▸ Task directions: Which lines of the records contain the word "match"? Show each of them.

▸ Working data:
··········

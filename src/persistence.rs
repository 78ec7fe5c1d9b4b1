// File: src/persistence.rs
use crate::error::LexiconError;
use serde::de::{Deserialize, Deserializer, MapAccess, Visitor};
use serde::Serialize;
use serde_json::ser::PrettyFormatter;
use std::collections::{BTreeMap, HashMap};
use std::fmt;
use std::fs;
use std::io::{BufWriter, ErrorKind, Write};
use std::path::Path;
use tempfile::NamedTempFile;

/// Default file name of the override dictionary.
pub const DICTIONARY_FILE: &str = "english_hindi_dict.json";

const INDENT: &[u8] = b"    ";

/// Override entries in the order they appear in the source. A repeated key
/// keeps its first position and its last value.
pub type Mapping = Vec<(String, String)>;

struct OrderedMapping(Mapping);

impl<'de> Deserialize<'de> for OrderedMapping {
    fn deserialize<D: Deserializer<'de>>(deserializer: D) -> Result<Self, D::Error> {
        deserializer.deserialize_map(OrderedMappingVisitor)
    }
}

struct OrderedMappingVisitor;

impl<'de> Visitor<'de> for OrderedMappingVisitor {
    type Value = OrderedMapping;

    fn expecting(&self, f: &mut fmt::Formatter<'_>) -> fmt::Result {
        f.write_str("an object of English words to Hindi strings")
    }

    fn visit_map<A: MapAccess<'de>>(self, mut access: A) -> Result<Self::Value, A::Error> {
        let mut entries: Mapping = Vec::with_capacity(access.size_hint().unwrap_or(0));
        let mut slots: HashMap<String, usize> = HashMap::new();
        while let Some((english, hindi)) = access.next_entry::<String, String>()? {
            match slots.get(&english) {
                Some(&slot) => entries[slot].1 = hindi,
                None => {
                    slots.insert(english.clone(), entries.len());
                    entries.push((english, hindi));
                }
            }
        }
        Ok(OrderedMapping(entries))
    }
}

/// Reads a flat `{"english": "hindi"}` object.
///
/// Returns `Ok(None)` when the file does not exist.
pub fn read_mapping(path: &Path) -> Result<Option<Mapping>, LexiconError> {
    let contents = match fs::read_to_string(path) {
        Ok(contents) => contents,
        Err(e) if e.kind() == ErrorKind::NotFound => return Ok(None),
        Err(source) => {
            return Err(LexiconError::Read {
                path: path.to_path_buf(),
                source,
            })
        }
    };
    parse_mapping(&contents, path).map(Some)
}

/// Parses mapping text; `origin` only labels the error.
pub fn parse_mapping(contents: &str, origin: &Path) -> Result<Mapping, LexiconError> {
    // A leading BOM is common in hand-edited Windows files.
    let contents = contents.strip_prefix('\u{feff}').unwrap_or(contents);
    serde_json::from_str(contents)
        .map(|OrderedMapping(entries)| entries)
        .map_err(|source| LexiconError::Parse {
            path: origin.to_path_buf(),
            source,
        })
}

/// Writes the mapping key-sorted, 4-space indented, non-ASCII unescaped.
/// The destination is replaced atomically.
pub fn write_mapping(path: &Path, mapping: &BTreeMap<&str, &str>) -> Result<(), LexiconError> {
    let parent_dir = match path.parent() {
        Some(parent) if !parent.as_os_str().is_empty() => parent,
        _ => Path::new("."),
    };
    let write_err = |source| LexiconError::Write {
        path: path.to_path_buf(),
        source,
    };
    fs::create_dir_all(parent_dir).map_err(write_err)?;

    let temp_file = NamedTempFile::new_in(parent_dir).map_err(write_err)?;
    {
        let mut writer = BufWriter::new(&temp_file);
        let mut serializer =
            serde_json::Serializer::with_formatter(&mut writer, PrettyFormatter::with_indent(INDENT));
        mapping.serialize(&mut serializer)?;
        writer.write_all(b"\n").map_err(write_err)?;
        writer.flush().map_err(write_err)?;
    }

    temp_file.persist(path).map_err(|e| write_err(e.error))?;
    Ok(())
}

··········

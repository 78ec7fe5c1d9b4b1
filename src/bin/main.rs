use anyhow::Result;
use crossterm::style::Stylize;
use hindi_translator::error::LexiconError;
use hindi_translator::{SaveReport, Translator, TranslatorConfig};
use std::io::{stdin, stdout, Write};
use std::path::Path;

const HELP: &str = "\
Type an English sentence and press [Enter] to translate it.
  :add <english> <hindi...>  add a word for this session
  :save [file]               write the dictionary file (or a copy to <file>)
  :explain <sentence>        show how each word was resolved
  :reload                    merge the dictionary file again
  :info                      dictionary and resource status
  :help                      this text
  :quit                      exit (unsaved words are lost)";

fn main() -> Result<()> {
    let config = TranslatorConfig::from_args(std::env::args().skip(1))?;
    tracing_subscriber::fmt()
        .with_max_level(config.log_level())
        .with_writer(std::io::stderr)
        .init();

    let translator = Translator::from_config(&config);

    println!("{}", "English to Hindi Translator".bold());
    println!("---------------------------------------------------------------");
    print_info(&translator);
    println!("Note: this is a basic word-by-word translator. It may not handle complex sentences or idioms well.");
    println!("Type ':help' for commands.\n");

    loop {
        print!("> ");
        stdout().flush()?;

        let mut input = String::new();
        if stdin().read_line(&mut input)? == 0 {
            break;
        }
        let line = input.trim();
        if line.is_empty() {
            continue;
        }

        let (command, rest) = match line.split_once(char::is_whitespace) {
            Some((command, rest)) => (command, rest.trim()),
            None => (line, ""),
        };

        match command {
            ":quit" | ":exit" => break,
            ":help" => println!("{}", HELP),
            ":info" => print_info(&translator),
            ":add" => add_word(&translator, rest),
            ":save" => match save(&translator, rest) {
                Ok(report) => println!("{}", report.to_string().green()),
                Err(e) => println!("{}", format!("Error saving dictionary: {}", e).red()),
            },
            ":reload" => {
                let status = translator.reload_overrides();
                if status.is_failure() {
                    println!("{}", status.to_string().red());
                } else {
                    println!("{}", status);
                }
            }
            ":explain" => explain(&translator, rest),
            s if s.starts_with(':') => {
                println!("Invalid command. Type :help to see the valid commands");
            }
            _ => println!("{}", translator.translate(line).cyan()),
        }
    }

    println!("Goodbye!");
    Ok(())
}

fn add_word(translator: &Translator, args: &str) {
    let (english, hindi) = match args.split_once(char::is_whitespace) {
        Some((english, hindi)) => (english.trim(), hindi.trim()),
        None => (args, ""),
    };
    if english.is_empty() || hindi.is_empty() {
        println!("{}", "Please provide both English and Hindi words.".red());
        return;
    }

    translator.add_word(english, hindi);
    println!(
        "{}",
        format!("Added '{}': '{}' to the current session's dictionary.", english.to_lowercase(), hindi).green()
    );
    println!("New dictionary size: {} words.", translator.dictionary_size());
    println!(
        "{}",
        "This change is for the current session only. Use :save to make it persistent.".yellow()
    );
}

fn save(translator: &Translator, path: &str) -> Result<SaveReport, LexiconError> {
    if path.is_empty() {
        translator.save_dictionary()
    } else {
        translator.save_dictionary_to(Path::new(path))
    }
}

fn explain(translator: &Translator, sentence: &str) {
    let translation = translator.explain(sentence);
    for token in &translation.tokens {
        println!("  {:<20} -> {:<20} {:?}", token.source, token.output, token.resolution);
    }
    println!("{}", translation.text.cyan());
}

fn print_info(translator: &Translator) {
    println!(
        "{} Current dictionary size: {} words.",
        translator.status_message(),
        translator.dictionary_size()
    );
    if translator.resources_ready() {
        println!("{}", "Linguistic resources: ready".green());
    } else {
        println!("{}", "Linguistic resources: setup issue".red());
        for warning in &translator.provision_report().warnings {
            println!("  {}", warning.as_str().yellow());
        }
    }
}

··········

▸ Task output:
            match slots.get(&english) {
    let contents = match fs::read_to_string(path) {
    let parent_dir = match path.parent() {
        let (command, rest) = match line.split_once(char::is_whitespace) {
        match command {
            ":save" => match save(&translator, rest) {
    let (english, hindi) = match args.split_once(char::is_whitespace) {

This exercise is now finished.